3.        Dans un rapport médical AI, reçu par l’OAI le 13 novembre 2015, le Dr C______ a retenu comme diagnostic ayant un effet sur la capacité de travail une cécité de l’œil droit depuis le 3 mai 2015, à la suite d’une perte soudaine de l’acuité visuelle, au pronostic incertain, sans traitement spécifique. L’incapacité de travail était totale dans l’activité habituelle de couturière, en raison de la cécité de l’œil droit et de la perte de la vision 3D, qui se manifestaient dans l’impossibilité ou la réduction de la capacité de coudre. En revanche, une activité adaptée aux limitations fonctionnelles était immédiatement possible à 60%. Il n’était pas possible de s’exprimer sur une reprise de l’activité professionnelle, respectivement une amélioration de la capacité de travail.

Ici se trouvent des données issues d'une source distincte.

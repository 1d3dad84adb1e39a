use std::sync::Arc;

use actix_web::{web, HttpResponse};

use crate::core::error::AppError;
use crate::modules::members::models::MemberRequest;
use crate::modules::members::services::MemberService;

/// List all members with their clubs
/// GET /members
pub async fn list_members(
    service: web::Data<Arc<MemberService>>,
) -> Result<HttpResponse, AppError> {
    let members = service.list_all().await?;
    Ok(HttpResponse::Ok().json(members))
}

/// Get member by ID
/// GET /members/{member_id}
pub async fn get_member(
    service: web::Data<Arc<MemberService>>,
    path: web::Path<String>,
) -> Result<HttpResponse, AppError> {
    let member = service.get_by_id(&path.into_inner()).await?;
    Ok(HttpResponse::Ok().json(member))
}

/// Create a new member
/// POST /members
pub async fn create_member(
    service: web::Data<Arc<MemberService>>,
    request: web::Json<MemberRequest>,
) -> Result<HttpResponse, AppError> {
    let request = request.into_inner();
    request.validate()?;

    let member = service.create(request.into_member()).await?;
    Ok(HttpResponse::Created().json(member))
}

/// Update a member
/// PUT /members/{member_id}
pub async fn update_member(
    service: web::Data<Arc<MemberService>>,
    path: web::Path<String>,
    request: web::Json<MemberRequest>,
) -> Result<HttpResponse, AppError> {
    let request = request.into_inner();
    request.validate()?;

    let member = service
        .update(&path.into_inner(), request.into_update())
        .await?;
    Ok(HttpResponse::Ok().json(member))
}

/// Delete a member
/// DELETE /members/{member_id}
pub async fn delete_member(
    service: web::Data<Arc<MemberService>>,
    path: web::Path<String>,
) -> Result<HttpResponse, AppError> {
    service.delete(&path.into_inner()).await?;
    Ok(HttpResponse::NoContent().finish())
}

/// Configure member routes
pub fn configure(cfg: &mut web::ServiceConfig) {
    cfg.service(
        web::resource("/members")
            .route(web::get().to(list_members))
            .route(web::post().to(create_member)),
    )
    .service(
        web::resource("/members/{member_id}")
            .route(web::get().to(get_member))
            .route(web::put().to(update_member))
            .route(web::delete().to(delete_member)),
    );
}
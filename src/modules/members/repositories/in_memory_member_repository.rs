//! In-memory member repository implementation

use async_trait::async_trait;
use uuid::Uuid;

use crate::core::{AppError, Relations, Repository, Result};
use crate::modules::members::models::Member;
use crate::storage::in_memory::MemberRecord;
use crate::storage::InMemoryStore;

/// In-memory implementation of MemberRepository
#[derive(Debug, Clone)]
pub struct InMemoryMemberRepository {
    store: InMemoryStore,
}

impl InMemoryMemberRepository {
    pub fn new(store: InMemoryStore) -> Self {
        Self { store }
    }
}

#[async_trait]
impl Repository<Member> for InMemoryMemberRepository {
    async fn find_by_id(&self, id: &str, relations: Relations) -> Result<Option<Member>> {
        let state = self.store.read().await;
        Ok(state.member(id).map(|record| {
            if relations.is_load() {
                state.member_with_clubs(record)
            } else {
                record.member.clone()
            }
        }))
    }

    async fn find_all(&self, relations: Relations) -> Result<Vec<Member>> {
        let state = self.store.read().await;
        Ok(state
            .members
            .iter()
            .map(|record| {
                if relations.is_load() {
                    state.member_with_clubs(record)
                } else {
                    record.member.clone()
                }
            })
            .collect())
    }

    async fn save(&self, member: Member) -> Result<Member> {
        let mut state = self.store.write().await;
        let id = member.id.clone().unwrap_or_else(|| Uuid::new_v4().to_string());
        let saved = Member {
            id: Some(id.clone()),
            ..member
        };

        let record = MemberRecord {
            member: saved.without_clubs(),
            club_ids: saved.club_ids(),
        };
        match state.members.iter().position(|existing| existing.member.has_id(&id)) {
            Some(index) => state.members[index] = record,
            None => state.members.push(record),
        }

        Ok(saved)
    }

    async fn remove(&self, member: &Member) -> Result<()> {
        let id = member
            .id
            .as_deref()
            .ok_or_else(|| AppError::internal("Cannot remove a member that was never saved"))?;

        let mut state = self.store.write().await;
        state.members.retain(|record| !record.member.has_id(id));

        Ok(())
    }
}
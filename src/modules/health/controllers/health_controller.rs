use actix_web::{web, HttpResponse, Responder};
use serde::{Deserialize, Serialize};
use sqlx::MySqlPool;

/// Health check response structure
#[derive(Debug, Serialize, Deserialize)]
pub struct HealthResponse {
    pub status: String,
    pub timestamp: String,
    pub storage: String,
}

/// Readiness probe response structure
#[derive(Debug, Serialize, Deserialize)]
pub struct ReadinessResponse {
    pub ready: bool,
    pub checks: ReadinessChecks,
}

#[derive(Debug, Serialize, Deserialize)]
pub struct ReadinessChecks {
    /// `None` when running on the in-memory store
    pub database: Option<bool>,
    pub application: bool,
}

fn storage_name(pool: &Option<web::Data<MySqlPool>>) -> &'static str {
    if pool.is_some() {
        "mysql"
    } else {
        "memory"
    }
}

/// GET /health - Liveness probe
/// Does not check dependencies
pub async fn health_check(pool: Option<web::Data<MySqlPool>>) -> impl Responder {
    HttpResponse::Ok().json(HealthResponse {
        status: "healthy".to_string(),
        timestamp: chrono::Utc::now().to_rfc3339(),
        storage: storage_name(&pool).to_string(),
    })
}

/// GET /ready - Readiness probe
/// Pings MySQL when the service runs against a database
pub async fn readiness_check(pool: Option<web::Data<MySqlPool>>) -> impl Responder {
    let database = match pool {
        Some(pool) => match sqlx::query("SELECT 1").fetch_one(pool.get_ref()).await {
            Ok(_) => Some(true),
            Err(e) => {
                tracing::error!("Database readiness check failed: {}", e);
                Some(false)
            }
        },
        None => None,
    };

    let ready = database.unwrap_or(true);
    let response = ReadinessResponse {
        ready,
        checks: ReadinessChecks {
            database,
            application: true,
        },
    };

    if ready {
        HttpResponse::Ok().json(response)
    } else {
        HttpResponse::ServiceUnavailable().json(response)
    }
}

/// Configure health check routes
pub fn configure(cfg: &mut web::ServiceConfig) {
    cfg.route("/health", web::get().to(health_check))
        .route("/ready", web::get().to(readiness_check));
}
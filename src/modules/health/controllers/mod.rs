pub mod health_controller;

pub use health_controller::configure;
mod club;

pub use club::{Club, ClubRequest, UpdateClub};
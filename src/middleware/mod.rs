pub mod rate_limit;
pub mod request_id;

pub use rate_limit::RateLimiter;
pub use request_id::RequestId;
pub mod member_controller;

pub use member_controller::configure;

4.        Dans un avis du 5 décembre 2015, la doctoresse D______, médecin du service médical régional (ci-après : SMR) de l’OAI, ne s’est pas exprimée sur la capacité fonctionnelle exigible et a donné pour instruction d’interroger le docteur E______, neurologue.

5.        Dans un rapport médical du 15 février 2016, le docteur F______, médecin interne, et le professeur G______, médecin adjoint agrégé responsable de l’unité de strabologie, neuro-ophtalmologie et ophtalmo-pédiatrie, au service d’ophtalmologie des HUG, ont posé le diagnostic de cécité unilatérale droite d’étiologie inconnue sans manifestation organique ophtalmologique. En résumant, l’assurée présentait une baisse d’acuité à 0,02 accompagnée d’une mydriase qui ne se resserrait pas à la pilocarpine de 1% dans l’absence d’un déficit d’afférence du côté atteint. La réponse optocinétique au test au miroir ne soutenait pas le résultat du champ visuel et de la baisse de l’acuité visuelle. Les examens électrophysiologiques étant sensibles à la fixation n’étaient pas contributifs dans ce contexte.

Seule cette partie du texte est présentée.